All of the data below is to be copied again without changes.

----- RECORDS FOR PROCESSING -----

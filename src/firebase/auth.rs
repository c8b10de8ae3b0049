//! Firebase Auth account operations (identitytoolkit v1).

use crate::firebase::{FirebaseClient, FirebaseUser};
use anyhow::{anyhow, Result};
use serde_json::{json, Value};
use tracing::{debug, error, instrument};

/// Request types accepted by `accounts:sendOobCode`.
const OOB_VERIFY_EMAIL: &str = "VERIFY_EMAIL";
const OOB_PASSWORD_RESET: &str = "PASSWORD_RESET";

impl FirebaseClient {
    /// Create a provider user record. The password is handed to the provider
    /// untouched; credential storage is entirely its concern.
    /// # Errors
    /// Returns an error if the provider rejects the request, including the
    /// duplicate-email case (`EMAIL_EXISTS`).
    #[instrument(skip(self, password))]
    pub async fn create_user(
        &self,
        email: &str,
        password: &str,
        display_name: &str,
    ) -> Result<FirebaseUser> {
        let token = self.access_token().await?;

        let payload = json!({
            "email": email,
            "password": password,
            "displayName": display_name,
        });

        let response = self
            .http()
            .post(self.accounts_url(""))
            .bearer_auth(&token)
            .json(&payload)
            .send()
            .await?;

        if !response.status().is_success() {
            let status = response.status();
            let json_response: Value = response.json().await?;

            let error_message = provider_error(&json_response);

            error!("Failed to create user: {}", error_message);

            return Err(anyhow!("{}, {}", status, error_message));
        }

        let json_response: Value = response.json().await?;

        let uid = json_response["localId"]
            .as_str()
            .ok_or_else(|| anyhow!("Error parsing JSON response: no localId found"))?;

        debug!("created user {}", uid);

        Ok(FirebaseUser {
            uid: uid.to_string(),
            email: email.to_string(),
            email_verified: false,
            display_name: Some(display_name.to_string()),
        })
    }

    /// Look up a user record by email. `Ok(None)` when the provider does not
    /// know the address, so callers can map it to 401 instead of 500.
    #[instrument(skip(self))]
    pub async fn get_user_by_email(&self, email: &str) -> Result<Option<FirebaseUser>> {
        let token = self.access_token().await?;

        let payload = json!({ "email": [email] });

        let response = self
            .http()
            .post(self.accounts_url(":lookup"))
            .bearer_auth(&token)
            .json(&payload)
            .send()
            .await?;

        if !response.status().is_success() {
            let status = response.status();
            let json_response: Value = response.json().await?;

            let error_message = provider_error(&json_response);

            if error_message == "EMAIL_NOT_FOUND" {
                return Ok(None);
            }

            error!("Failed to look up user: {}", error_message);

            return Err(anyhow!("{}, {}", status, error_message));
        }

        let json_response: Value = response.json().await?;

        match json_response["users"].as_array() {
            Some(users) if !users.is_empty() => {
                let user: FirebaseUser = serde_json::from_value(users[0].clone())?;

                Ok(Some(user))
            }
            _ => Ok(None),
        }
    }

    /// Generate a one-time email verification link for the address.
    /// # Errors
    /// Returns an error if the provider rejects the request, e.g. for an
    /// unknown address.
    pub async fn email_verification_link(&self, email: &str, continue_url: &str) -> Result<String> {
        self.oob_link(OOB_VERIFY_EMAIL, email, continue_url).await
    }

    /// Generate a one-time password reset link for the address.
    /// # Errors
    /// Returns an error if the provider rejects the request, e.g. for an
    /// unknown address.
    pub async fn password_reset_link(&self, email: &str, continue_url: &str) -> Result<String> {
        self.oob_link(OOB_PASSWORD_RESET, email, continue_url).await
    }

    #[instrument(skip(self))]
    async fn oob_link(&self, request_type: &str, email: &str, continue_url: &str) -> Result<String> {
        let token = self.access_token().await?;

        let payload = json!({
            "requestType": request_type,
            "email": email,
            "returnOobLink": true,
            "continueUrl": continue_url,
        });

        let response = self
            .http()
            .post(self.accounts_url(":sendOobCode"))
            .bearer_auth(&token)
            .json(&payload)
            .send()
            .await?;

        if !response.status().is_success() {
            let status = response.status();
            let json_response: Value = response.json().await?;

            let error_message = provider_error(&json_response);

            error!("Failed to generate {} link: {}", request_type, error_message);

            return Err(anyhow!("{}, {}", status, error_message));
        }

        let json_response: Value = response.json().await?;

        json_response["oobLink"].as_str().map_or_else(
            || {
                error!("No oobLink in {} response", request_type);

                Err(anyhow!("Failed to generate link"))
            },
            |link| Ok(link.to_string()),
        )
    }
}

/// Extract the short error code from a Google API error body,
/// e.g. `{"error": {"message": "EMAIL_NOT_FOUND"}}`.
fn provider_error(json_response: &Value) -> &str {
    json_response["error"]["message"].as_str().unwrap_or_default()
}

-----

• **REPLY**:
filename src/firebase/auth.rs
repository c8b10de8ae3b0049
//! Firebase Auth account operations (identitytoolkit v1).

use crate::firebase::{FirebaseClient, FirebaseUser};
use anyhow::{anyhow, Result};
use serde_json::{json, Value};
use tracing::{debug, error, instrument};

/// Request types accepted by `accounts:sendOobCode`.
const OOB_VERIFY_EMAIL: &str = "VERIFY_EMAIL";
const OOB_PASSWORD_RESET: &str = "PASSWORD_RESET";

impl FirebaseClient {
    /// Create a provider user record. The password is handed to the provider
    /// untouched; credential storage is entirely its concern.
    /// # Errors
    /// Returns an error if the provider rejects the request, including the
    /// duplicate-email case (`EMAIL_EXISTS`).
    #[instrument(skip(self, password))]
    pub async fn create_user(
        &self,
        email: &str,
        password: &str,
        display_name: &str,
    ) -> Result<FirebaseUser> {
        let token = self.access_token().await?;

        let payload = json!({
            "email": email,
            "password": password,
            "displayName": display_name,
        });

        let response = self
            .http()
            .post(self.accounts_url(""))
            .bearer_auth(&token)
            .json(&payload)
            .send()
            .await?;

        if !response.status().is_success() {
            let status = response.status();
            let json_response: Value = response.json().await?;

            let error_message = provider_error(&json_response);

            error!("Failed to create user: {}", error_message);

            return Err(anyhow!("{}, {}", status, error_message));
        }

        let json_response: Value = response.json().await?;

        let uid = json_response["localId"]
            .as_str()
            .ok_or_else(|| anyhow!("Error parsing JSON response: no localId found"))?;

        debug!("created user {}", uid);

        Ok(FirebaseUser {
            uid: uid.to_string(),
            email: email.to_string(),
            email_verified: false,
            display_name: Some(display_name.to_string()),
        })
    }

    /// Look up a user record by email. `Ok(None)` when the provider does not
    /// know the address, so callers can map it to 401 instead of 500.
    #[instrument(skip(self))]
    pub async fn get_user_by_email(&self, email: &str) -> Result<Option<FirebaseUser>> {
        let token = self.access_token().await?;

        let payload = json!({ "email": [email] });

        let response = self
            .http()
            .post(self.accounts_url(":lookup"))
            .bearer_auth(&token)
            .json(&payload)
            .send()
            .await?;

        if !response.status().is_success() {
            let status = response.status();
            let json_response: Value = response.json().await?;

            let error_message = provider_error(&json_response);

            if error_message == "EMAIL_NOT_FOUND" {
                return Ok(None);
            }

            error!("Failed to look up user: {}", error_message);

            return Err(anyhow!("{}, {}", status, error_message));
        }

        let json_response: Value = response.json().await?;

        match json_response["users"].as_array() {
            Some(users) if !users.is_empty() => {
                let user: FirebaseUser = serde_json::from_value(users[0].clone())?;

                Ok(Some(user))
            }
            _ => Ok(None),
        }
    }

    /// Generate a one-time email verification link for the address.
    /// # Errors
    /// Returns an error if the provider rejects the request, e.g. for an
    /// unknown address.
    pub async fn email_verification_link(&self, email: &str, continue_url: &str) -> Result<String> {
        self.oob_link(OOB_VERIFY_EMAIL, email, continue_url).await
    }

    /// Generate a one-time password reset link for the address.
    /// # Errors
    /// Returns an error if the provider rejects the request, e.g. for an
    /// unknown address.
    pub async fn password_reset_link(&self, email: &str, continue_url: &str) -> Result<String> {
        self.oob_link(OOB_PASSWORD_RESET, email, continue_url).await
    }

    #[instrument(skip(self))]
    async fn oob_link(&self, request_type: &str, email: &str, continue_url: &str) -> Result<String> {
        let token = self.access_token().await?;

        let payload = json!({
            "requestType": request_type,
            "email": email,
            "returnOobLink": true,
            "continueUrl": continue_url,
        });

        let response = self
            .http()
            .post(self.accounts_url(":sendOobCode"))
            .bearer_auth(&token)
            .json(&payload)
            .send()
            .await?;

        if !response.status().is_success() {
            let status = response.status();
            let json_response: Value = response.json().await?;

            let error_message = provider_error(&json_response);

            error!("Failed to generate {} link: {}", request_type, error_message);

            return Err(anyhow!("{}, {}", status, error_message));
        }

        let json_response: Value = response.json().await?;

        json_response["oobLink"].as_str().map_or_else(
            || {
                error!("No oobLink in {} response", request_type);

                Err(anyhow!("Failed to generate link"))
            },
            |link| Ok(link.to_string()),
        )
    }
}

/// Extract the short error code from a Google API error body,
/// e.g. `{"error": {"message": "EMAIL_NOT_FOUND"}}`.
fn provider_error(json_response: &Value) -> &str {
    json_response["error"]["message"].as_str().unwrap_or_default()
}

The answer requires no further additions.